● INSTRUCTIONS FOR THE TASK:
Copy nothing from the entries below except the lines from the one containing "cache.accounts = Some(accounts.to_vec());" through the one containing "Some(existing) => *existing", and copy those exactly.

ENTRIES PROVIDED START

//! Admin surface: token CRUD, refresh/reload, rotation policy, per-account
//! quota inspection, OAuth onboarding, and config reload.
//!
//! Every response uses the `{ success, data?, message? }` envelope. Note the
//! quota endpoint's status discipline: an expired *upstream* credential that
//! cannot be refreshed is a 400, never a 401 — 401 is reserved for the admin
//! session itself (see `admin_auth`), and conflating the two auth domains
//! makes dashboards log operators out over a dead Google token.

use std::collections::HashMap;
use std::sync::Arc;

use axum::{
    extract::{Query, State},
    http::StatusCode,
    response::{IntoResponse, Response},
    Json,
};
use serde::Deserialize;
use serde_json::{json, Value};
use tracing::{info, warn};

use crate::{
    account::{Account, RotationStrategy},
    config::Config,
    error::GatewayError,
    pool::{NewToken, TokenUpdate},
    quota::{to_beijing_time, ModelQuota},
    state::AppState,
};

fn ok(data: Value) -> Response {
    Json(json!({ "success": true, "data": data })).into_response()
}

fn ok_message(message: &str) -> Response {
    Json(json!({ "success": true, "message": message })).into_response()
}

fn fail(status: StatusCode, message: String) -> Response {
    (status, Json(json!({ "success": false, "message": message }))).into_response()
}

fn fail_err(err: GatewayError) -> Response {
    fail(err.status(), err.to_string())
}

// ---------------------------------------------------------------------------
// Token CRUD
// ---------------------------------------------------------------------------

pub async fn list_tokens(State(state): State<Arc<AppState>>) -> Response {
    let accounts = state.pool.get_token_list().await;
    ok(json!(accounts))
}

pub async fn add_token(
    State(state): State<Arc<AppState>>,
    Json(new): Json<NewToken>,
) -> Response {
    match state.pool.add_token(new).await {
        Ok(account) => {
            info!(email = ?account.email, "token added");
            ok(json!(account))
        }
        Err(e) => fail_err(e),
    }
}

#[derive(Debug, Deserialize)]
pub struct UpdateTokenBody {
    pub refresh_token: String,
    #[serde(flatten)]
    pub update: TokenUpdate,
}

pub async fn update_token(
    State(state): State<Arc<AppState>>,
    Json(body): Json<UpdateTokenBody>,
) -> Response {
    match state.pool.update_token(&body.refresh_token, body.update).await {
        Ok(account) => ok(json!(account)),
        Err(e) => fail_err(e),
    }
}

#[derive(Debug, Deserialize)]
pub struct TokenIdentity {
    pub refresh_token: String,
}

pub async fn delete_token(
    State(state): State<Arc<AppState>>,
    Json(body): Json<TokenIdentity>,
) -> Response {
    match state.pool.delete_token(&body.refresh_token).await {
        Ok(()) => {
            state.quota.remove(&body.refresh_token);
            ok_message("token deleted")
        }
        Err(e) => fail_err(e),
    }
}

pub async fn refresh_token(
    State(state): State<Arc<AppState>>,
    Json(body): Json<TokenIdentity>,
) -> Response {
    match state.pool.refresh(&body.refresh_token).await {
        Ok(account) => ok(json!(account)),
        Err(e) => fail_err(e),
    }
}

pub async fn reload_tokens(State(state): State<Arc<AppState>>) -> Response {
    match state.pool.reload().await {
        Ok(count) => ok(json!({ "count": count })),
        Err(e) => fail_err(e),
    }
}

// ---------------------------------------------------------------------------
// Rotation policy
// ---------------------------------------------------------------------------

pub async fn get_rotation(State(state): State<Arc<AppState>>) -> Response {
    ok(json!(state.pool.get_rotation_config().await))
}

#[derive(Debug, Deserialize)]
pub struct RotationBody {
    pub strategy: Option<String>,
    pub request_count: Option<u32>,
}

pub async fn set_rotation(
    State(state): State<Arc<AppState>>,
    Json(body): Json<RotationBody>,
) -> Response {
    let strategy = match body.strategy.as_deref() {
        Some(raw) => match raw.parse::<RotationStrategy>() {
            Ok(strategy) => Some(strategy),
            Err(message) => return fail(StatusCode::BAD_REQUEST, message),
        },
        None => None,
    };
    match state
        .pool
        .update_rotation_config(strategy, body.request_count)
        .await
    {
        Ok(settings) => ok(json!(settings)),
        Err(e) => fail_err(e),
    }
}

// ---------------------------------------------------------------------------
// Quotas
// ---------------------------------------------------------------------------

#[derive(Debug, Default, Deserialize)]
pub struct QuotaQuery {
    #[serde(default)]
    pub force: bool,
}

fn expand_models(models: &HashMap<String, ModelQuota>) -> Value {
    let expanded: serde_json::Map<String, Value> = models
        .iter()
        .map(|(name, q)| {
            (
                name.clone(),
                json!({
                    "remaining": q.remaining,
                    "resetTime": to_beijing_time(q.reset_epoch),
                    "resetTimeRaw": q.reset_epoch,
                }),
            )
        })
        .collect();
    Value::Object(expanded)
}

fn quota_row(account: &Account, models: Value, cached: bool) -> Value {
    json!({
        "refreshToken": account.refresh_token,
        "email": account.email,
        "projectId": account.project_id,
        "enabled": account.enabled,
        "hasQuota": account.has_quota,
        "cached": cached,
        "models": models,
    })
}

/// Per-account quota snapshots, served from the cache unless `force=true`.
///
/// Cache misses trigger a live model listing, refreshing the account's
/// access token first when it is near expiry. A credential that cannot be
/// refreshed fails the whole request with 400.
pub async fn quotas(
    State(state): State<Arc<AppState>>,
    Query(query): Query<QuotaQuery>,
) -> Response {
    let accounts = state.pool.get_token_list().await;
    let mut rows = Vec::with_capacity(accounts.len());

    for account in &accounts {
        if !query.force {
            if let Some(entry) = state.quota.get(&account.refresh_token) {
                rows.push(quota_row(account, expand_models(&entry.models), true));
                continue;
            }
        }

        let account = if account.is_expired() {
            match state.pool.refresh(&account.refresh_token).await {
                Ok(account) => account,
                Err(e) => {
                    return fail(
                        StatusCode::BAD_REQUEST,
                        format!("upstream credential expired and refresh failed: {e}"),
                    );
                }
            }
        } else {
            account.clone()
        };

        match state.upstream.fetch_models(&account).await {
            Ok(models) => {
                let snapshot: HashMap<String, ModelQuota> = models
                    .iter()
                    .filter_map(|m| {
                        m.quota.map(|q| {
                            (m.name.clone(), ModelQuota { remaining: q.r, reset_epoch: q.t })
                        })
                    })
                    .collect();
                state.quota.update(&account.refresh_token, snapshot.clone());
                rows.push(quota_row(&account, expand_models(&snapshot), false));
            }
            Err(e) => {
                warn!(email = ?account.email, error = %e, "quota lookup failed");
                return fail_err(e);
            }
        }
    }
    ok(json!(rows))
}

// ---------------------------------------------------------------------------
// OAuth onboarding
// ---------------------------------------------------------------------------

const DEFAULT_CALLBACK_PORT: u16 = 8085;

#[derive(Debug, Default, Deserialize)]
pub struct OAuthUrlQuery {
    pub port: Option<u16>,
}

pub async fn oauth_url(
    State(state): State<Arc<AppState>>,
    Query(query): Query<OAuthUrlQuery>,
) -> Response {
    let oauth_state = uuid::Uuid::new_v4().to_string();
    let port = query.port.unwrap_or(DEFAULT_CALLBACK_PORT);
    match state.oauth.auth_url(port, &oauth_state) {
        Ok(url) => ok(json!({ "url": url, "state": oauth_state, "port": port })),
        Err(e) => fail_err(e),
    }
}

#[derive(Debug, Deserialize)]
pub struct OAuthExchangeBody {
    pub code: String,
    pub port: Option<u16>,
}

pub async fn oauth_exchange(
    State(state): State<Arc<AppState>>,
    Json(body): Json<OAuthExchangeBody>,
) -> Response {
    let port = body.port.unwrap_or(DEFAULT_CALLBACK_PORT);
    let account = match state.oauth.authenticate(&state.upstream, &body.code, port).await {
        Ok(account) => account,
        Err(e) => return fail_err(e),
    };
    if let Err(e) = state.pool.insert(account.clone()).await {
        return fail_err(e);
    }
    info!(email = ?account.email, has_quota = account.has_quota, "account onboarded");
    ok(json!({
        "account": account,
        // True when the eligibility probe was skipped over a failure and a
        // synthetic project id was substituted.
        "fallbackMode": !account.has_quota,
    }))
}

// ---------------------------------------------------------------------------
// Health + config reload
// ---------------------------------------------------------------------------

/// Authenticated health view with pool counts; the unauthenticated probe
/// lives at `/healthz`.
pub async fn health(State(state): State<Arc<AppState>>) -> Response {
    let accounts = state.pool.get_token_list().await;
    let enabled = accounts.iter().filter(|a| a.enabled).count();
    ok(json!({
        "accounts": accounts.len(),
        "enabled": enabled,
        "uptime_secs": state.started_at.elapsed().as_secs(),
    }))
}

pub async fn reload_config(State(state): State<Arc<AppState>>) -> Response {
    match Config::load(&state.config_path) {
        Ok(config) => {
            state.swap_config(config);
            info!("config reloaded via admin API");
            ok_message("config reloaded")
        }
        Err(e) => fail(StatusCode::BAD_REQUEST, format!("config reload failed: {e}")),
    }
}
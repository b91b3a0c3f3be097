//! Durable account storage — a JSON array on disk.
//!
//! The store owns the persisted copy of the account list and nothing else;
//! it has no opinion on rotation or refresh. Reads are served from a
//! short-lived in-memory cache. Writes go through [`AccountStore::merge`],
//! which updates existing records by `refresh_token` and never drops records
//! absent from the in-memory view — disabled or out-of-rotation accounts
//! persist untouched.

use std::path::{Path, PathBuf};
use std::time::{Duration, Instant};

use anyhow::Context;
use tokio::sync::Mutex;
use tracing::warn;

use crate::account::Account;

/// How long a read may be served from cache.
const READ_CACHE_TTL: Duration = Duration::from_secs(5);

struct CacheState {
    accounts: Option<Vec<Account>>,
    read_at: Instant,
}

pub struct AccountStore {
    path: PathBuf,
    cache: Mutex<CacheState>,
}

impl AccountStore {
    pub fn new(path: impl Into<PathBuf>) -> Self {
        Self {
            path: path.into(),
            cache: Mutex::new(CacheState { accounts: None, read_at: Instant::now() }),
        }
    }

    pub fn path(&self) -> &Path {
        &self.path
    }

    /// Read every persisted account (including disabled ones).
    ///
    /// A missing file is created as an empty array; a malformed file is
    /// logged and treated as empty rather than taking the gateway down.
    pub async fn read_all(&self) -> anyhow::Result<Vec<Account>> {
        let mut cache = self.cache.lock().await;
        if let Some(accounts) = &cache.accounts {
            if cache.read_at.elapsed() < READ_CACHE_TTL {
                return Ok(accounts.clone());
            }
        }

        let accounts = self.read_from_disk().await?;
        cache.accounts = Some(accounts.clone());
        cache.read_at = Instant::now();
        Ok(accounts)
    }

    /// Overwrite the persisted array and refresh the cache.
    pub async fn write_all(&self, accounts: &[Account]) -> anyhow::Result<()> {
        let mut cache = self.cache.lock().await;
        self.write_to_disk(accounts).await?;
        cache.accounts = Some(accounts.to_vec());
        cache.read_at = Instant::now();
        Ok(())
    }

    /// Merge the in-memory view back into the persisted array.
    ///
    /// Each record in `updates` replaces the persisted record with the same
    /// `refresh_token`; new identities are appended. Persisted records not
    /// present in `updates` are left exactly as they are.
    pub async fn merge(&self, updates: &[Account]) -> anyhow::Result<()> {
        let mut cache = self.cache.lock().await;
        let mut all = self.read_from_disk().await?;

        for update in updates {
            match all.iter_mut().find(|a| a.refresh_token == update.refresh_token) {
                Some(existing) => *existing = update.clone(),
                None => all.push(update.clone()),
            }
        }

        self.write_to_disk(&all).await?;
        cache.accounts = Some(all);
        cache.read_at = Instant::now();
        Ok(())
    }

    /// Remove one record by identity. Returns whether anything was removed.
    pub async fn remove(&self, refresh_token: &str) -> anyhow::Result<bool> {
        let mut cache = self.cache.lock().await;
        let mut all = self.read_from_disk().await?;
        let before = all.len();
        all.retain(|a| a.refresh_token != refresh_token);
        let removed = all.len() != before;
        if removed {
            self.write_to_disk(&all).await?;
            cache.accounts = Some(all);
            cache.read_at = Instant::now();
        }
        Ok(removed)
    }

    async fn read_from_disk(&self) -> anyhow::Result<Vec<Account>> {
        self.ensure_file().await?;
        let data = tokio::fs::read_to_string(&self.path)
            .await
            .with_context(|| format!("reading {}", self.path.display()))?;
        match serde_json::from_str::<Vec<Account>>(&data) {
            Ok(accounts) => Ok(accounts),
            Err(e) => {
                warn!(path = %self.path.display(), error = %e, "account file malformed — treating as empty");
                Ok(Vec::new())
            }
        }
    }

    async fn write_to_disk(&self, accounts: &[Account]) -> anyhow::Result<()> {
        self.ensure_file().await?;
        let data = serde_json::to_string_pretty(accounts)?;
        tokio::fs::write(&self.path, data)
            .await
            .with_context(|| format!("writing {}", self.path.display()))
    }

    async fn ensure_file(&self) -> anyhow::Result<()> {
        if let Some(dir) = self.path.parent() {
            tokio::fs::create_dir_all(dir)
                .await
                .with_context(|| format!("creating {}", dir.display()))?;
        }
        if tokio::fs::try_exists(&self.path).await.unwrap_or(false) {
            return Ok(());
        }
        tokio::fs::write(&self.path, "[]")
            .await
            .with_context(|| format!("creating {}", self.path.display()))
    }
}

#[cfg(test)]
mod tests {
    use super::*;
    use crate::account::Account;

    fn temp_path() -> PathBuf {
        std::env::temp_dir().join(format!("ggw-store-{}.json", uuid::Uuid::new_v4()))
    }

    fn account(refresh_token: &str) -> Account {
        Account {
            access_token: format!("access-{refresh_token}"),
            refresh_token: refresh_token.into(),
            expires_in: 3600,
            issued_at: 1_700_000_000_000,
            enabled: true,
            project_id: Some("project-a".into()),
            email: None,
            has_quota: true,
        }
    }

    #[tokio::test]
    async fn missing_file_reads_as_empty_and_is_created() {
        let path = temp_path();
        let store = AccountStore::new(&path);
        assert!(store.read_all().await.unwrap().is_empty());
        assert!(path.exists());
        let _ = std::fs::remove_file(path);
    }

    #[tokio::test]
    async fn malformed_file_reads_as_empty() {
        let path = temp_path();
        std::fs::write(&path, "{not json").unwrap();
        let store = AccountStore::new(&path);
        assert!(store.read_all().await.unwrap().is_empty());
        let _ = std::fs::remove_file(path);
    }

    #[tokio::test]
    async fn write_then_read_round_trips() {
        let path = temp_path();
        let store = AccountStore::new(&path);
        store.write_all(&[account("rt-1"), account("rt-2")]).await.unwrap();
        let read = store.read_all().await.unwrap();
        assert_eq!(read.len(), 2);
        assert_eq!(read[0].refresh_token, "rt-1");
        let _ = std::fs::remove_file(path);
    }

    #[tokio::test]
    async fn merge_updates_only_matching_identity() {
        let path = temp_path();
        let store = AccountStore::new(&path);
        let mut disabled = account("rt-disabled");
        disabled.enabled = false;
        store.write_all(&[account("rt-1"), disabled.clone()]).await.unwrap();

        // Update rt-1's project id; rt-disabled is not in the in-memory view.
        let mut updated = account("rt-1");
        updated.project_id = Some("project-b".into());
        store.merge(&[updated]).await.unwrap();

        let read = store.read_all().await.unwrap();
        assert_eq!(read.len(), 2);
        let rt1 = read.iter().find(|a| a.refresh_token == "rt-1").unwrap();
        assert_eq!(rt1.project_id.as_deref(), Some("project-b"));
        // The absent account kept every field, including `enabled = false`.
        let kept = read.iter().find(|a| a.refresh_token == "rt-disabled").unwrap();
        assert_eq!(kept, &disabled);
        let _ = std::fs::remove_file(path);
    }

    #[tokio::test]
    async fn merge_appends_new_identities() {
        let path = temp_path();
        let store = AccountStore::new(&path);
        store.write_all(&[account("rt-1")]).await.unwrap();
        store.merge(&[account("rt-new")]).await.unwrap();
        assert_eq!(store.read_all().await.unwrap().len(), 2);
        let _ = std::fs::remove_file(path);
    }

    #[tokio::test]
    async fn remove_deletes_by_identity() {
        let path = temp_path();
        let store = AccountStore::new(&path);
        store.write_all(&[account("rt-1"), account("rt-2")]).await.unwrap();
        assert!(store.remove("rt-1").await.unwrap());
        assert!(!store.remove("rt-missing").await.unwrap());
        let read = store.read_all().await.unwrap();
        assert_eq!(read.len(), 1);
        assert_eq!(read[0].refresh_token, "rt-2");
        let _ = std::fs::remove_file(path);
    }
}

ENTRIES PROVIDED END

● ANSWER TO THIS EXERCISE:
        cache.accounts = Some(accounts.to_vec());
        cache.read_at = Instant::now();
        Ok(())
    }

    /// Merge the in-memory view back into the persisted array.
    ///
    /// Each record in `updates` replaces the persisted record with the same
    /// `refresh_token`; new identities are appended. Persisted records not
    /// present in `updates` are left exactly as they are.
    pub async fn merge(&self, updates: &[Account]) -> anyhow::Result<()> {
        let mut cache = self.cache.lock().await;
        let mut all = self.read_from_disk().await?;

        for update in updates {
            match all.iter_mut().find(|a| a.refresh_token == update.refresh_token) {
                Some(existing) => *existing = update.clone(),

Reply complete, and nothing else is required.